Ingredients
Gluten-free Pasta Dough
- 150 g Chickpea Flour
- 40 g Starch gluten-free
- 1 tsp Salt
- 20 g Ground Flaxseed
- 1 tsp Psyllium Husks
- 100 ml Lukewarm Water
- 3 tbsp Olive Oil
Filling
- 300 g Sweet Potatoes boiled
- 1/2 tsp Olive Oil
- 20 g Vegan Parmesan
- 1 1/2 tsp Chili Powder
- 1 tsp Tomato Powder
- 1 tsp Garlic Powder
- 1/2 tsp Basil
- 1/2 tsp Oregano
- 1 tsp Salt
- 1 tsp Pepper
Instructions
- Mash the sweet potatoes in a bowl with olive oil. Then add the parmesan, chili powder, tomato powder, garlic powder, basil, oregano, salt and pepper. Season to taste.
- In a bowl, mix the flax seeds with psyllium husks and lukewarm water. Let it swell for 10 minutes.
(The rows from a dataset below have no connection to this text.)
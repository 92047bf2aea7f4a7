//! Drivers described in TOML instead of code.
//!
//! They cover user drivers dropped into the extension directory and a project's own
//! `parkgate-driver.toml`:
//!
//! ```toml
//! name = "legacy-app"
//! uri_prefix = ""
//! static_roots = ["htdocs", "assets"]
//! document_root = "htdocs"
//! front_controller = "htdocs/app.php"
//!
//! [serves]
//! files = ["htdocs/app.php"]
//! directories = ["lib"]
//! file_contains = [{ path = "composer.json", needle = "acme/legacy" }]
//!
//! [env]
//! APP_ENV = "local"
//! ```

use super::basic::{front_controller_in, static_file_in};
use super::{Driver, FrontController};
use crate::context::RequestContext;
use crate::paths::{exists, has_parent_segment, is_actual_file, trim_trailing_slash};
use serde::Deserialize;
use std::borrow::Cow;
use std::collections::BTreeMap;
use std::path::{Path, PathBuf};
use thiserror::Error;
use tracing::{debug, info};

/// File name of a project's own driver definition.
pub const SITE_DRIVER_FILE: &str = "parkgate-driver.toml";

#[derive(Debug, Error)]
pub enum DriverLoadError {
    #[error("failed to read driver definition `{0}`")]
    Io(PathBuf, #[source] std::io::Error),

    #[error("failed to parse driver definition `{0}`")]
    Parse(PathBuf, #[source] toml::de::Error),

    #[error("invalid driver definition `{path}`: {reason}")]
    Invalid { path: PathBuf, reason: String },
}

/// Conditions that must all hold for the driver to serve a site.
#[derive(Debug, Clone, Default, Deserialize)]
#[serde(deny_unknown_fields)]
pub struct ServesRule {
    /// Paths (relative to the site) that must exist.
    #[serde(default)]
    pub files: Vec<String>,

    /// Paths that must be directories.
    #[serde(default)]
    pub directories: Vec<String>,

    #[serde(default)]
    pub file_contains: Vec<ContainsRule>,
}

impl ServesRule {
    pub fn is_empty(&self) -> bool {
        self.files.is_empty() && self.directories.is_empty() && self.file_contains.is_empty()
    }

    fn paths(&self) -> impl Iterator<Item = &str> {
        self.files
            .iter()
            .chain(&self.directories)
            .map(String::as_str)
            .chain(self.file_contains.iter().map(|rule| rule.path.as_str()))
    }
}

/// A file that must contain `needle`.
#[derive(Debug, Clone, Deserialize)]
#[serde(deny_unknown_fields)]
pub struct ContainsRule {
    pub path: String,
    pub needle: String,
}

/// The deserialized form of a declarative driver.
#[derive(Debug, Clone, Deserialize)]
#[serde(deny_unknown_fields)]
pub struct DriverDefinition {
    pub name: String,

    #[serde(default)]
    pub serves: ServesRule,

    /// Prepended to every request URI (e.g. `/dist`).
    pub uri_prefix: Option<String>,

    /// Directories searched in order for static files. Defaults to the document root.
    #[serde(default)]
    pub static_roots: Vec<String>,

    /// Document root relative to the site (default: the site itself).
    pub document_root: Option<String>,

    /// Bootstrap script relative to the site. Without one, the generic candidate
    /// search runs inside the document root.
    pub front_controller: Option<String>,

    /// Environment defaults for the executed script.
    #[serde(default)]
    pub env: BTreeMap<String, String>,
}

impl DriverDefinition {
    pub fn validate(&self) -> Result<(), String> {
        if self.name.trim().is_empty() {
            return Err("name must not be empty".to_string());
        }

        let relative = self
            .serves
            .paths()
            .chain(self.static_roots.iter().map(String::as_str))
            .chain(self.document_root.as_deref())
            .chain(self.front_controller.as_deref());
        for path in relative {
            if has_parent_segment(path) {
                return Err(format!("path `{}` escapes the site directory", path));
            }
        }

        if let Some(prefix) = &self.uri_prefix {
            if !prefix.is_empty() && !prefix.starts_with('/') {
                return Err(format!("uri_prefix `{}` must start with `/`", prefix));
            }
        }
        Ok(())
    }
}

/// Resolve a definition path against the site. Empty and `.` mean the site itself.
fn site_path(site: &Path, relative: &str) -> PathBuf {
    match relative.trim_matches('/') {
        "" | "." => site.to_path_buf(),
        relative => site.join(relative),
    }
}

/// A driver built from a [`DriverDefinition`].
#[derive(Debug, Clone)]
pub struct DeclarativeDriver {
    definition: DriverDefinition,
}

impl DeclarativeDriver {
    pub fn new(definition: DriverDefinition) -> Result<Self, String> {
        definition.validate()?;
        Ok(Self { definition })
    }

    pub fn definition(&self) -> &DriverDefinition {
        &self.definition
    }

    /// Parse and validate a single definition file.
    pub fn from_file(path: &Path) -> Result<Self, DriverLoadError> {
        let content = std::fs::read_to_string(path).map_err(|e| DriverLoadError::Io(path.to_path_buf(), e))?;
        let definition: DriverDefinition =
            toml::from_str(&content).map_err(|e| DriverLoadError::Parse(path.to_path_buf(), e))?;
        Self::new(definition).map_err(|reason| DriverLoadError::Invalid {
            path: path.to_path_buf(),
            reason,
        })
    }

    /// The project's own driver, if `<site>/parkgate-driver.toml` exists.
    pub fn for_site(site: &Path) -> Result<Option<Self>, DriverLoadError> {
        let path = site.join(SITE_DRIVER_FILE);
        if !is_actual_file(&path) {
            return Ok(None);
        }
        Self::from_file(&path).map(Some)
    }

    fn document_root(&self, site: &Path) -> PathBuf {
        site_path(site, self.definition.document_root.as_deref().unwrap_or(""))
    }
}

/// Load every `*.toml` definition in `dir`, sorted by file name.
///
/// A missing directory yields no drivers. Extension drivers must name at least one
/// `serves` condition, since an unconditional one would shadow every built-in.
pub fn load_dir(dir: &Path) -> Result<Vec<DeclarativeDriver>, DriverLoadError> {
    let entries = match std::fs::read_dir(dir) {
        Ok(entries) => entries,
        Err(e) if e.kind() == std::io::ErrorKind::NotFound => {
            debug!(dir = %dir.display(), "No extension driver directory");
            return Ok(Vec::new());
        }
        Err(e) => return Err(DriverLoadError::Io(dir.to_path_buf(), e)),
    };

    let mut files: Vec<PathBuf> = entries
        .filter_map(|entry| entry.ok().map(|entry| entry.path()))
        .filter(|path| path.extension().is_some_and(|ext| ext == "toml") && is_actual_file(path))
        .collect();
    files.sort();

    let mut drivers = Vec::with_capacity(files.len());
    for path in files {
        let driver = DeclarativeDriver::from_file(&path)?;
        if driver.definition.serves.is_empty() {
            return Err(DriverLoadError::Invalid {
                path,
                reason: "at least one `serves` condition is required".to_string(),
            });
        }
        info!(driver = %driver.definition.name, path = %path.display(), "Loaded extension driver");
        drivers.push(driver);
    }
    Ok(drivers)
}

impl Driver for DeclarativeDriver {
    fn name(&self) -> &str {
        &self.definition.name
    }

    fn serves(&self, site: &Path, _site_name: &str, _uri: &str) -> bool {
        let rule = &self.definition.serves;

        rule.files.iter().all(|file| exists(&site_path(site, file)))
            && rule.directories.iter().all(|dir| site_path(site, dir).is_dir())
            && rule.file_contains.iter().all(|contains| {
                std::fs::read_to_string(site_path(site, &contains.path))
                    .map(|content| content.contains(&contains.needle))
                    .unwrap_or(false)
            })
    }

    fn mutate_uri<'a>(&self, uri: &'a str) -> Cow<'a, str> {
        match self.definition.uri_prefix.as_deref() {
            Some(prefix) if !prefix.is_empty() => {
                Cow::Owned(trim_trailing_slash(&format!("{}{}", prefix, uri)).to_string())
            }
            _ => Cow::Borrowed(uri),
        }
    }

    fn is_static_file(&self, site: &Path, _site_name: &str, uri: &str, _ctx: &RequestContext) -> Option<PathBuf> {
        if self.definition.static_roots.is_empty() {
            return static_file_in(&self.document_root(site), uri);
        }
        self.definition
            .static_roots
            .iter()
            .find_map(|root| static_file_in(&site_path(site, root), uri))
    }

    fn before_loading(&self, _site: &Path, _site_name: &str, _uri: &str, ctx: &mut RequestContext) {
        for (key, value) in &self.definition.env {
            ctx.set_env_default(key, value.as_str());
        }
    }

    fn front_controller_path(
        &self,
        site: &Path,
        _site_name: &str,
        uri: &str,
        ctx: &mut RequestContext,
    ) -> Option<FrontController> {
        let doc_root = self.document_root(site);
        match self.definition.front_controller.as_deref() {
            Some(script) => {
                let script = site_path(site, script);
                if !is_actual_file(&script) {
                    return None;
                }
                ctx.set_script(&script, &doc_root);
                Some(FrontController::Script(script))
            }
            None => front_controller_in(&doc_root, uri, ctx),
        }
    }
}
- Mix chickpea flour with starch and salt. Fold in the flax seed mixture and the oil. Knead the dough until a firm dough is formed. Cover and let it rest for 20-25 minutes.
- Roll out the dough on a floured surface and cut out roughly in squares. About 3 inches by 3 inches.
- Fill with a 1-2 teaspoons of filling and close.
- Simmer in salted water for 2-3 minutes.
- Enjoy the ravioli with fresh herbs and more vegan parmesan.
- Optional: You can saute the ravioli with 1 tsp of oil if you want it to be a bit more crispy.